La corrupción, o remar a contracorriente





Terminé de ver “Narcos: México”. La serie no me dejó dormir. No por las escenas sangrientas; no por la historia, de la que debo decir que me gustó tanto como puede uno gustar de un guión literario apegado en buena medida al guión de la realidad; no por los alcances de la historia, que me jalaba al final de la serie y a largas horas frente a la pantalla entre notas periodísticas y artículos de Wikipedia. No, lo que verdaderamente no me dejó dormir fue el simple pensamiento de que yo nací en ese México de la época de los 80’s. 
Si bien ninguno de los lugares en los que se desarrolla la serie se interpuso en mi camino hasta bien entrada mi vida, era cuestión de tiempo para que llegara al estado en el que nací: Guerrero. No se necesita ser analista para entender la violencia y la corrupción en la que vive el estado, luego de agregar un par de ingredientes más: la intrincada sierra, la acentuada pobreza y, por qué no, lo reacio de las personas. Alguna vez mi madre, quien suele sorprenderse fácilmente por los “lujos” a los que un provinciano puede aspirar, como “construir un piso más de su casa” o “llevar unos buenos jeans”, me preguntó por qué alguien “tan inteligente” como yo no había podido forjar algo similar a algunos de mis amigos de generación. En esa época me limité a ignorarla, no sin un sabor amargo en la boca. Pero pocos años después la respuesta llegó sola: unos vecinos y uno que otro compañero de la escuela terminó en los Estados Unidos, huyendo; otros terminaron en la cárcel; otros más terminaron con su vida, muertos frente a su familia. Mi hermano, tan atinado en sus juicios como los de mi padre, empujado por las circunstancias a los Estados Unidos, me dijo un día que él prefería seguir con su carcacha a volver al pueblo repleto de dólares y con un tiro en la cabeza. 

En mi vida he visto y padecido la corrupción, así como es, descarada. Por fortuna, la violencia, tan desparpajada, la he visto menos. Ahora pienso que son parte inevitable del juego en este país, y que sinceramente prefiero verlas desde afuera, contrarrestarlas desde afuera. (Debo decir que incluso afuera salpica la sangre y se contamina el pensamiento.) Como diría Hawthorne, habría que quemar el corazón humano para desaparecer el mal del mundo. 

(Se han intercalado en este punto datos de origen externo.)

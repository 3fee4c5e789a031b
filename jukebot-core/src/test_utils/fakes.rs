// File: jukebot-core/src/test_utils/fakes.rs
//
// In-process stand-ins for the external collaborators, for tests and for
// running the engine without voice or network access.

use std::sync::Mutex;
use std::sync::atomic::{AtomicBool, AtomicUsize, Ordering};

use async_trait::async_trait;
use chrono::{DateTime, Utc};
use dashmap::{DashMap, DashSet};
use tokio::sync::mpsc;

use jukebot_common::error::{Collaborator, Error, ResolveFailure};
use jukebot_common::models::{
    GuildId, HistoryEntry, SessionSnapshot, StreamDescriptor, Track, TrackId, TransportFinished,
    TransportHandle, TransportOutcome,
};
use jukebot_common::traits::{Resolver, SessionRepository, Transport};

/// Resolves any query to a track whose id is the query itself.
#[derive(Default)]
pub struct FakeResolver {
    unplayable: DashSet<String>,
    rate_limited_once: DashSet<String>,
    pub resolve_calls: AtomicUsize,
}

impl FakeResolver {
    pub fn new() -> Self {
        Self::default()
    }

    /// Every resolve of `id` fails fatally.
    pub fn mark_unplayable(&self, id: &str) {
        self.unplayable.insert(id.to_string());
    }

    /// The next resolve of `id` fails with a retryable error.
    pub fn rate_limit_once(&self, id: &str) {
        self.rate_limited_once.insert(id.to_string());
    }

    pub fn calls(&self) -> usize {
        self.resolve_calls.load(Ordering::SeqCst)
    }
}

#[async_trait]
impl Resolver for FakeResolver {
    async fn resolve(&self, query: &str) -> Result<Track, Error> {
        self.resolve_calls.fetch_add(1, Ordering::SeqCst);
        let id = query.rsplit('/').next().unwrap_or(query);
        if self.rate_limited_once.remove(id).is_some() {
            return Err(Error::resolve(ResolveFailure::RateLimited, query));
        }
        if self.unplayable.contains(id) {
            return Err(Error::resolve(ResolveFailure::Unplayable, query));
        }
        Ok(Track::new(id, format!("Track {id}"), query).with_stream(StreamDescriptor {
            stream_url: format!("memory://{id}"),
            format: Some("pcm".into()),
        }))
    }
}

/// What a `FakeTransport` was asked to do, in order.
#[derive(Debug, Clone, PartialEq)]
pub enum TransportCall {
    Start(TransportHandle, TrackId),
    Pause(TransportHandle),
    Resume(TransportHandle),
    Stop(TransportHandle),
    Volume(TransportHandle, f32),
}

/// Records every call and reports completions on its channel. Tracks only
/// finish when a test calls `finish`, or when they are stopped.
pub struct FakeTransport {
    tx: mpsc::Sender<TransportFinished>,
    calls: Mutex<Vec<TransportCall>>,
    active: DashMap<TransportHandle, TrackId>,
    failing: DashSet<String>,
    fail_all: AtomicBool,
    fail_resume: AtomicBool,
}

impl FakeTransport {
    pub fn new(tx: mpsc::Sender<TransportFinished>) -> Self {
        Self {
            tx,
            calls: Mutex::new(Vec::new()),
            active: DashMap::new(),
            failing: DashSet::new(),
            fail_all: AtomicBool::new(false),
            fail_resume: AtomicBool::new(false),
        }
    }

    /// A transport plus the receiving end of its completion channel.
    pub fn with_channel() -> (Self, mpsc::Receiver<TransportFinished>) {
        let (tx, rx) = mpsc::channel(64);
        (Self::new(tx), rx)
    }

    pub fn fail_start_for(&self, id: &str) {
        self.failing.insert(id.to_string());
    }

    pub fn fail_all_starts(&self, fail: bool) {
        self.fail_all.store(fail, Ordering::SeqCst);
    }

    pub fn fail_resumes(&self, fail: bool) {
        self.fail_resume.store(fail, Ordering::SeqCst);
    }

    pub fn calls(&self) -> Vec<TransportCall> {
        self.calls.lock().map(|c| c.clone()).unwrap_or_default()
    }

    pub fn started(&self) -> Vec<TrackId> {
        self.calls()
            .into_iter()
            .filter_map(|c| match c {
                TransportCall::Start(_, id) => Some(id),
                _ => None,
            })
            .collect()
    }

    pub fn stop_count(&self) -> usize {
        self.calls()
            .iter()
            .filter(|c| matches!(c, TransportCall::Stop(_)))
            .count()
    }

    /// The handle of the most recent successful start that has not finished.
    pub fn current_handle(&self, guild_id: GuildId) -> Option<TransportHandle> {
        self.calls()
            .into_iter()
            .rev()
            .find_map(|c| match c {
                TransportCall::Start(h, _) if h.guild_id == guild_id && self.active.contains_key(&h) => Some(h),
                _ => None,
            })
    }

    /// Ends a running track as if the stream ran out (or broke).
    pub async fn finish(&self, handle: TransportHandle, outcome: TransportOutcome) -> Option<TransportFinished> {
        let (_, track_id) = self.active.remove(&handle)?;
        let finished = TransportFinished { handle, track_id, outcome };
        let _ = self.tx.send(finished.clone()).await;
        Some(finished)
    }

    fn record(&self, call: TransportCall) {
        if let Ok(mut calls) = self.calls.lock() {
            calls.push(call);
        }
    }
}

#[async_trait]
impl Transport for FakeTransport {
    async fn start(&self, handle: &TransportHandle, track: &Track) -> Result<(), Error> {
        if self.fail_all.load(Ordering::SeqCst) || self.failing.contains(track.id.as_str()) {
            return Err(Error::fatal(
                Collaborator::Transport,
                format!("cannot start '{}'", track.title),
            ));
        }
        self.active.insert(*handle, track.id.clone());
        self.record(TransportCall::Start(*handle, track.id.clone()));
        Ok(())
    }

    async fn pause(&self, handle: &TransportHandle) -> Result<(), Error> {
        self.record(TransportCall::Pause(*handle));
        Ok(())
    }

    async fn resume(&self, handle: &TransportHandle) -> Result<(), Error> {
        if self.fail_resume.load(Ordering::SeqCst) {
            return Err(Error::retryable(Collaborator::Transport, "resume rejected"));
        }
        self.record(TransportCall::Resume(*handle));
        Ok(())
    }

    async fn stop(&self, handle: &TransportHandle) -> Result<(), Error> {
        self.record(TransportCall::Stop(*handle));
        if let Some((_, track_id)) = self.active.remove(handle) {
            let _ = self.tx.try_send(TransportFinished {
                handle: *handle,
                track_id,
                outcome: TransportOutcome::Superseded,
            });
        }
        Ok(())
    }

    async fn set_volume(&self, handle: &TransportHandle, volume: f32) -> Result<(), Error> {
        self.record(TransportCall::Volume(*handle, volume));
        Ok(())
    }
}

/// Persistence that is always down.
#[derive(Default)]
pub struct FailingRepository {
    pub attempts: AtomicUsize,
}

impl FailingRepository {
    fn fail<T>(&self) -> Result<T, Error> {
        self.attempts.fetch_add(1, Ordering::SeqCst);
        Err(Error::retryable(Collaborator::Persistence, "database unavailable"))
    }
}

#[async_trait]
impl SessionRepository for FailingRepository {
    async fn append_history(&self, _entry: &HistoryEntry) -> Result<(), Error> {
        self.fail()
    }

    async fn recent_history(&self, _guild_id: GuildId, _limit: usize) -> Result<Vec<HistoryEntry>, Error> {
        self.fail()
    }

    async fn load_session(&self, _guild_id: GuildId) -> Result<Option<SessionSnapshot>, Error> {
        self.fail()
    }

    async fn save_snapshot(&self, _snapshot: &SessionSnapshot) -> Result<(), Error> {
        self.fail()
    }

    async fn delete_snapshot(&self, _guild_id: GuildId) -> Result<(), Error> {
        self.fail()
    }

    async fn purge_history_before(&self, _cutoff: DateTime<Utc>) -> Result<u64, Error> {
        self.fail()
    }
}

Padecí la corrupción en sexto de primaria, en un concurso de conocimientos. Luego en la secundaria, cuando sorprendí a un juez regañar a su estudiante: “lo estudiamos ayer, te dije que vendría en el examen”. La padecí de nuevo en un concurso literario de la delegación Cuauhtémoc, del que conservo un diploma, y del que recuerdo que los ganadores convenientemente no se presentaron a la entrega de premios ni en poesía ni en cuento. Recientemente, la padecí cuando alguien de la Secretaría de Educación Pública ni siquiera acusó de recibo un texto en el que aportaba algunas ideas para la Educación en México, luego de participar en los procesos de Evaluación Docente durante los últimos años: ese documento, nunca llegó a Aurelio Nuño; es más, muy probablemente nunca fue leído por alguien. La padecí hace unos meses, cuando íbamos camino a Tlaxcala e hicimos una vuelta prohibida que apenas en nuestra visita anterior era perfectamente legal, porque, como sucede en varias carreteras de este país, los señalamientos se hacen a fuerza de costumbre. Escucho y leo a cada momento sobre ella o, más bien, escucho y leo los mismos apellidos que se barajan en los medios de divulgación y con eso es suficiente para saber que la corrupción aún está ahí.


Por favor, no me malinterpreten. No piensen que mi “fracasada vida” tiene a la corrupción como causa. Lo único que digo es que, sin importar si se es o no “inteligente”, la pura honestidad no sirve de mucho cuando se rema a contracorriente.